> _Assigned task_: Among the records that follow, set down only the lines from the one containing "characters in the" to the one containing "if args.input == args.output", both included, exactly.

# # # # #

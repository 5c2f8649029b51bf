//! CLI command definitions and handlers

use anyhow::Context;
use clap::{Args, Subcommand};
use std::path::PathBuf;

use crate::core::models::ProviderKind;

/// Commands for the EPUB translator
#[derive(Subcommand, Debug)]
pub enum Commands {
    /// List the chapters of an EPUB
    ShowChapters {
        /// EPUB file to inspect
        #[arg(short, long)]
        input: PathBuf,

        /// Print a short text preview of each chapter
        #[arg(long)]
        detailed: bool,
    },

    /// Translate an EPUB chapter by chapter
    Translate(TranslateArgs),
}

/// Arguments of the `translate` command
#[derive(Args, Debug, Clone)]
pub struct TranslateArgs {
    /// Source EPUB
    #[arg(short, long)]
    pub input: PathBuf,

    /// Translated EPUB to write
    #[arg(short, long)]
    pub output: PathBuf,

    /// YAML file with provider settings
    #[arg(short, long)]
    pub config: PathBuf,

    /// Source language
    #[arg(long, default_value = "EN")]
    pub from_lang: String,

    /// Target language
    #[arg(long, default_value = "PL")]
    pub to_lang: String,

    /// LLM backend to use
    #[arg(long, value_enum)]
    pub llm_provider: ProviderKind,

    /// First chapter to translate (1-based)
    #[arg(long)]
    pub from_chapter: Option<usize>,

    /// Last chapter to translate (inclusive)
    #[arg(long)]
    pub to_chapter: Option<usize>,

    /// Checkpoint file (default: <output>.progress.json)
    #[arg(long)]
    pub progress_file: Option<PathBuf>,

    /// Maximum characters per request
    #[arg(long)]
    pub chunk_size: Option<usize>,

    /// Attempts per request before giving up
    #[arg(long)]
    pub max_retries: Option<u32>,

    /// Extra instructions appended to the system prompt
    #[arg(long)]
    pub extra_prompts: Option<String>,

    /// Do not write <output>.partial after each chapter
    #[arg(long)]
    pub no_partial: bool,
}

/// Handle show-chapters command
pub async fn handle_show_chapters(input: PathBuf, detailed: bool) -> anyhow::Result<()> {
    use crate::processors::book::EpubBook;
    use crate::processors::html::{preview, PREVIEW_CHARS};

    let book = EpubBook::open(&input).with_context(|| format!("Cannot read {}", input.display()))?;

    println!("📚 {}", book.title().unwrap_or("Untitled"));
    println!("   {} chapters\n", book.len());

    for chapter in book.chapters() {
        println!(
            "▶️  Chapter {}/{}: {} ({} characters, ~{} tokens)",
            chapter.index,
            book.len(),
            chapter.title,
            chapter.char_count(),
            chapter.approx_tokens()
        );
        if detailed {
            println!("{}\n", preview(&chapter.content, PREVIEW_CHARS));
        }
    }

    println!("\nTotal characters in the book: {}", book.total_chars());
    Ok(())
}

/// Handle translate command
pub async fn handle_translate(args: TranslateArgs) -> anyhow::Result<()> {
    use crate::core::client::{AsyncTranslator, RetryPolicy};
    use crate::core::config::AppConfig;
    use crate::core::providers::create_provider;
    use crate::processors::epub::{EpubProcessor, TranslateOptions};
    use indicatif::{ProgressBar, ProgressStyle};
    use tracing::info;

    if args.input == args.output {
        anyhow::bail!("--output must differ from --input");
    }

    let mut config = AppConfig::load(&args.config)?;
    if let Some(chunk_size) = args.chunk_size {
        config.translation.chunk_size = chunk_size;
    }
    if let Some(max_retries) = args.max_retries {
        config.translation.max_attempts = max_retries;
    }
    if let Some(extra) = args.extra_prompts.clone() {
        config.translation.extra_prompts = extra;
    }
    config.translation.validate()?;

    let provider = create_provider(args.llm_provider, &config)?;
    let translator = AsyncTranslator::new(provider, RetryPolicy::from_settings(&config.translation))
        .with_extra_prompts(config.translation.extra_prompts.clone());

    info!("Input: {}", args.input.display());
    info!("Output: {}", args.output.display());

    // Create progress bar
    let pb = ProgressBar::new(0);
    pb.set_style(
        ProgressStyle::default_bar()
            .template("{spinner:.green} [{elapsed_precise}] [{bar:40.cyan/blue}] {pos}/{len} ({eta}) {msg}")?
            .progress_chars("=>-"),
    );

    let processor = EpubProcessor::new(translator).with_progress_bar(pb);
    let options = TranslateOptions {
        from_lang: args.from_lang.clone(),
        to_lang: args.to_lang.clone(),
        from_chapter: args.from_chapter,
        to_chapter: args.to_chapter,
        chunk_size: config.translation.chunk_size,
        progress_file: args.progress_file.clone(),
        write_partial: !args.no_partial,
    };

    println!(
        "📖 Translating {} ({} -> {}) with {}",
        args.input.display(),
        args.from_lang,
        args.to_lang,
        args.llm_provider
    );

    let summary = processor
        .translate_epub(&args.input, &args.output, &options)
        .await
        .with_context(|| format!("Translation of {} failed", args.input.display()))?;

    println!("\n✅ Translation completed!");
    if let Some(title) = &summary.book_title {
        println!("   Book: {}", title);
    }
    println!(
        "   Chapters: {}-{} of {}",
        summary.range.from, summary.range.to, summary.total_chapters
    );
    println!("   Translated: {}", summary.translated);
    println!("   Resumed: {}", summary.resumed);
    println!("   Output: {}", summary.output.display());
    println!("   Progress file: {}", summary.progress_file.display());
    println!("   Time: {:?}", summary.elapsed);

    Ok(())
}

# # # # #

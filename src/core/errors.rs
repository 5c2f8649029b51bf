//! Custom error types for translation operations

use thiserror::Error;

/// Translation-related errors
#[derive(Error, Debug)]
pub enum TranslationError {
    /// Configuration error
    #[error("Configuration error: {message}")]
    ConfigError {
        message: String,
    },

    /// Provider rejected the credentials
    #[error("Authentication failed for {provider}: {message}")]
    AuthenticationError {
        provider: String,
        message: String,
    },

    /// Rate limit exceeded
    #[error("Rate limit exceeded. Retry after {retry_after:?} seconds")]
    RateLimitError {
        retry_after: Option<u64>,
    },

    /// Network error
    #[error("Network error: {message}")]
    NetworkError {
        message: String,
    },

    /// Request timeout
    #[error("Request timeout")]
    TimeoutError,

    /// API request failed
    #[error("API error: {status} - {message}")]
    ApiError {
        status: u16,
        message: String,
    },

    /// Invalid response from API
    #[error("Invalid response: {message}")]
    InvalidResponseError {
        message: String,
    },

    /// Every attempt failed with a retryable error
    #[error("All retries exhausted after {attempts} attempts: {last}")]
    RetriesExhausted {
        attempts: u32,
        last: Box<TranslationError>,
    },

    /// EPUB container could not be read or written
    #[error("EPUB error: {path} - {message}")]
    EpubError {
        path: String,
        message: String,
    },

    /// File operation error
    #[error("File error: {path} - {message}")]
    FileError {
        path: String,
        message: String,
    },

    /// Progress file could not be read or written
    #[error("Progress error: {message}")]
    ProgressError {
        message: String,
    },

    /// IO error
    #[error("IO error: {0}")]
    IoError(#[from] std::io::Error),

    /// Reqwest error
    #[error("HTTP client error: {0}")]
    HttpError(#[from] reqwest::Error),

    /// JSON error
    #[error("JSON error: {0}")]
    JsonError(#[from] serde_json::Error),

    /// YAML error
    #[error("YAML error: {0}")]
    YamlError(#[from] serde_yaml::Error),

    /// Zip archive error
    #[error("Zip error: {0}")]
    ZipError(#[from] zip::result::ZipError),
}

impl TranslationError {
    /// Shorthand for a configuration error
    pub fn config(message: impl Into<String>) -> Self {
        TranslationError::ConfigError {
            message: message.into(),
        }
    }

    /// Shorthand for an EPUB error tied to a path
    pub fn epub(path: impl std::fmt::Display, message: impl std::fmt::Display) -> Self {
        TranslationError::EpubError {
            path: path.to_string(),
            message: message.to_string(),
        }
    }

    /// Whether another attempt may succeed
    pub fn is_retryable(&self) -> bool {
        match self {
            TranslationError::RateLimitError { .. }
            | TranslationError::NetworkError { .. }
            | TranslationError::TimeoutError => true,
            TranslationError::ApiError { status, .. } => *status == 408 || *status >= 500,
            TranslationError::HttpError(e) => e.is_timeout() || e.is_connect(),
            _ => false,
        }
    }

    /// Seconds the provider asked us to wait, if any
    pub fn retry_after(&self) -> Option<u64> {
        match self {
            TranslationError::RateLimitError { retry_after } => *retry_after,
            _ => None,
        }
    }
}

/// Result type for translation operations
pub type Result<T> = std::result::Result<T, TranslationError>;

# # # # #

> _Answer space_:
    println!("\nTotal characters in the book: {}", book.total_chars());
    Ok(())
}

/// Handle translate command
pub async fn handle_translate(args: TranslateArgs) -> anyhow::Result<()> {
    use crate::core::client::{AsyncTranslator, RetryPolicy};
    use crate::core::config::AppConfig;
    use crate::core::providers::create_provider;
    use crate::processors::epub::{EpubProcessor, TranslateOptions};
    use indicatif::{ProgressBar, ProgressStyle};
    use tracing::info;

    if args.input == args.output {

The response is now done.